=== To do ===
Every entry should appear in your answer exactly as it does here.

=== Extracted records ===
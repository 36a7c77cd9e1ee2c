//! Test fixtures and invariant checks for chunkpool development.
//!
//! Provides standard arena layouts ([`layouts`]), element types of known
//! size and alignment, and [`assert_consistent`] for checking an
//! [`ArenaSet`]'s bookkeeping after every step of a scenario.

#![forbid(unsafe_code)]
#![allow(missing_docs)]
#![deny(rustdoc::broken_intra_doc_links)]

use chunkpool_arena::{ArenaSet, PoolConfig, SelectionPolicy};

/// Standard arena layouts used across tests and benches.
pub mod layouts {
    /// One arena of four 8-byte chunks.
    pub const SINGLE_8X4: &[(usize, usize)] = &[(8, 4)];

    /// A 4-byte × 2 arena followed by an 8-byte × 4 arena.
    pub const SMALL_THEN_LARGE: &[(usize, usize)] = &[(4, 2), (8, 4)];

    /// Three tiers of increasing chunk size, a typical small-object mix.
    pub const TIERED: &[(usize, usize)] = &[(16, 256), (64, 128), (256, 32)];
}

/// Element of exactly 4 bytes, aligned to 4.
#[derive(Clone, Copy, Debug, Default, PartialEq, Eq)]
#[repr(C, align(4))]
pub struct Word4(pub [u8; 4]);

/// Element of exactly 12 bytes, aligned to 4.
#[derive(Clone, Copy, Debug, Default, PartialEq, Eq)]
#[repr(C)]
pub struct Triple {
    pub x: u32,
    pub y: u32,
    pub z: u32,
}

/// Element of exactly 16 bytes, aligned to 16.
#[derive(Clone, Copy, Debug, Default, PartialEq, Eq)]
#[repr(C, align(16))]
pub struct Aligned16(pub [u8; 16]);

/// Build an arena set from `pairs` with the given policy.
///
/// # Panics
///
/// Panics if the layout is rejected.
pub fn arena_set(pairs: &[(usize, usize)], policy: SelectionPolicy) -> ArenaSet {
    ArenaSet::new(PoolConfig::from(pairs).with_policy(policy))
        .unwrap_or_else(|e| panic!("fixture layout {pairs:?} rejected: {e}"))
}

/// Check every arena's free byte count against its occupancy flags.
///
/// # Panics
///
/// Panics with the offending arena index if `free_bytes` differs from
/// `chunk_size × free flags` or exceeds the arena capacity.
pub fn assert_consistent(set: &ArenaSet) {
    for (index, arena) in set.arenas().iter().enumerate() {
        let free_flags = arena.occupancy().iter().filter(|&&used| !used).count();
        assert_eq!(
            arena.free_bytes(),
            free_flags * arena.chunk_size(),
            "arena {index}: free_bytes disagrees with occupancy"
        );
        assert!(
            arena.free_bytes() <= arena.capacity_bytes(),
            "arena {index}: free_bytes exceeds capacity"
        );
    }
}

=== Answer box ===
repository 36a7c77cd9e1ee2c
//! Test fixtures and invariant checks for chunkpool development.
//!
//! Provides standard arena layouts ([`layouts`]), element types of known
//! size and alignment, and [`assert_consistent`] for checking an
//! [`ArenaSet`]'s bookkeeping after every step of a scenario.

#![forbid(unsafe_code)]
#![allow(missing_docs)]
#![deny(rustdoc::broken_intra_doc_links)]

use chunkpool_arena::{ArenaSet, PoolConfig, SelectionPolicy};

/// Standard arena layouts used across tests and benches.
pub mod layouts {
    /// One arena of four 8-byte chunks.
    pub const SINGLE_8X4: &[(usize, usize)] = &[(8, 4)];

    /// A 4-byte × 2 arena followed by an 8-byte × 4 arena.
    pub const SMALL_THEN_LARGE: &[(usize, usize)] = &[(4, 2), (8, 4)];

    /// Three tiers of increasing chunk size, a typical small-object mix.
    pub const TIERED: &[(usize, usize)] = &[(16, 256), (64, 128), (256, 32)];
}

/// Element of exactly 4 bytes, aligned to 4.
#[derive(Clone, Copy, Debug, Default, PartialEq, Eq)]
#[repr(C, align(4))]
pub struct Word4(pub [u8; 4]);

/// Element of exactly 12 bytes, aligned to 4.
#[derive(Clone, Copy, Debug, Default, PartialEq, Eq)]
#[repr(C)]
pub struct Triple {
    pub x: u32,
    pub y: u32,
    pub z: u32,
}

/// Element of exactly 16 bytes, aligned to 16.
#[derive(Clone, Copy, Debug, Default, PartialEq, Eq)]
#[repr(C, align(16))]
pub struct Aligned16(pub [u8; 16]);

/// Build an arena set from `pairs` with the given policy.
///
/// # Panics
///
/// Panics if the layout is rejected.
pub fn arena_set(pairs: &[(usize, usize)], policy: SelectionPolicy) -> ArenaSet {
    ArenaSet::new(PoolConfig::from(pairs).with_policy(policy))
        .unwrap_or_else(|e| panic!("fixture layout {pairs:?} rejected: {e}"))
}

/// Check every arena's free byte count against its occupancy flags.
///
/// # Panics
///
/// Panics with the offending arena index if `free_bytes` differs from
/// `chunk_size × free flags` or exceeds the arena capacity.
pub fn assert_consistent(set: &ArenaSet) {
    for (index, arena) in set.arenas().iter().enumerate() {
        let free_flags = arena.occupancy().iter().filter(|&&used| !used).count();
        assert_eq!(
            arena.free_bytes(),
            free_flags * arena.chunk_size(),
            "arena {index}: free_bytes disagrees with occupancy"
        );
        assert!(
            arena.free_bytes() <= arena.capacity_bytes(),
            "arena {index}: free_bytes exceeds capacity"
        );
    }
}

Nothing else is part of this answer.